Which intervention should the nurse implement first for the client diagnosed with a hemothorax who has had a right-sided chest tube for three (3) days and has no fluctuation (tidaling) in the water compartment?
- A. Assess the client's bilateral lung sounds.
- B. Obtain an order for a STAT chest x-ray.
- C. Notify the health-care provider as soon as possible.
- D. Document the findings in the client's chart.
Correct Answer: A
Rationale: No tidaling may indicate resolution or obstruction; assessing lung sounds (A) confirms status. CXR (B), notification (C), and documentation (D) follow.
A patient is taking Streptomycin. Which finding below requires the nurse to notify the physician?
- A. Patient reports a change in vision.
- B. Patient reports a metallic taste in the mouth.
- C. The patient has ringing in their ears.
- D. The patient has a persistent dry cough.
Correct Answer: C
Rationale: Streptomycin can cause ototoxicity, leading to symptoms like ringing in the ears (tinnitus).
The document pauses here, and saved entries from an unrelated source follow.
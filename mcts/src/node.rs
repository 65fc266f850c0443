use crate::{
    edge::{Edge, EdgeStats},
    error::{TreeError, TreeResult},
};

/// All edges leaving one state.
#[derive(Clone, Debug)]
pub struct Node<A> {
    visits: u32, // real part of N(s_t)
    virtual_loss: u32,
    edges: Box<[(A, Edge)]>,
}

/// Read-only copy of a node handed out by the tree.
#[derive(Clone, Debug, PartialEq)]
pub struct NodeStats<A> {
    pub sum_n: u32,
    pub edges: Vec<(A, EdgeStats)>,
}

impl<A> Default for Node<A> {
    fn default() -> Self {
        Node {
            visits: 0,
            virtual_loss: 0,
            edges: Box::new([]),
        }
    }
}

impl<A: Eq + Clone> Node<A> {
    pub fn new(edges: Box<[(A, Edge)]>) -> Self {
        Node {
            edges,
            ..Default::default()
        }
    }

    /// N(s_t) including virtual visits.
    pub fn sum_n(&self) -> u32 {
        self.visits.saturating_add(self.virtual_loss)
    }

    pub fn edge_count(&self) -> usize {
        self.edges.len()
    }

    pub fn edge(&self, action: &A) -> Option<&Edge> {
        self.edges.iter().find(|(a, _)| a == action).map(|(_, edge)| edge)
    }

    pub fn edges_mut(&mut self) -> impl Iterator<Item = &mut Edge> {
        self.edges.iter_mut().map(|(_, edge)| edge)
    }

    fn edge_mut(&mut self, action: &A) -> TreeResult<&mut Edge> {
        self.edges
            .iter_mut()
            .find(|(a, _)| a == action)
            .map(|(_, edge)| edge)
            .ok_or(TreeError::UnknownAction)
    }

    /// Apply virtual loss to one edge and to the node total.
    /// Nothing is written if either would leave the range of a visit count.
    pub fn simulate(&mut self, action: &A, virtual_loss: u32) -> TreeResult<()> {
        let loss = self
            .virtual_loss
            .checked_add(virtual_loss)
            .filter(|loss| self.visits.checked_add(*loss).is_some())
            .ok_or(TreeError::InvariantViolation("node visit count out of range"))?;
        self.edge_mut(action)?.add_virtual_loss(virtual_loss)?;
        self.virtual_loss = loss;
        Ok(())
    }

    /// Turn the virtual loss of one traversal through `action` into a real visit.
    /// The edge refuses if it has no traversal in flight, in which case nothing is written.
    pub fn backpropagate(&mut self, action: &A, virtual_loss: u32, value: f32) -> TreeResult<()> {
        let loss = self
            .virtual_loss
            .checked_sub(virtual_loss)
            .ok_or(TreeError::InvariantViolation("node virtual loss out of range"))?;
        let visits = self
            .visits
            .checked_add(1)
            .ok_or(TreeError::InvariantViolation("node visit count out of range"))?;
        self.edge_mut(action)?.backpropagate(virtual_loss, value)?;
        self.virtual_loss = loss;
        self.visits = visits;
        Ok(())
    }

    pub fn edge_stats(&self) -> Vec<(A, EdgeStats)> {
        self.edges
            .iter()
            .map(|(action, edge)| (action.clone(), edge.stats()))
            .collect()
    }

    pub fn stats(&self) -> NodeStats<A> {
        NodeStats {
            sum_n: self.sum_n(),
            edges: self.edge_stats(),
        }
    }
}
This requires immediate physician notification to prevent further hearing damage.
The nurse is preparing to administer influenza vaccines to a group of elderly clients in a long-term care facility. Which client should the nurse question receiving the vaccine?
- A. The client diagnosed with congestive heart failure.
- B. The client with a documented allergy to eggs.
- C. The client who has had an anaphylactic reaction to penicillin.
- D. The client who has an elevated blood pressure and pulse.
Correct Answer: B
Rationale: Influenza vaccines are often grown in eggs, making egg allergy (B) a contraindication due to anaphylaxis risk. Congestive heart failure (A), penicillin allergy (C), and elevated vitals (D) are not contraindications for the flu vaccine.
The post-anesthesia care nurse is caring for the client diagnosed with lung cancer who had a thoracotomy and is experiencing frequent premature ventricular contractions (PVCs). Which intervention should the nurse implement first?
- A. Request STAT arterial blood gases.
- B. Administer lidocaine intravenous push.
- C. Assess for possible causes.
- D. Request a STAT electrocardiogram.
Correct Answer: C
Rationale: Frequent PVCs post-thoracotomy may stem from hypoxia, electrolyte imbalances, or pain. Assessing for causes (C) is the first step to identify and address the underlying issue. ABGs (A) or ECG (D) may follow based on findings. Lidocaine (B) is premature without identifying the cause.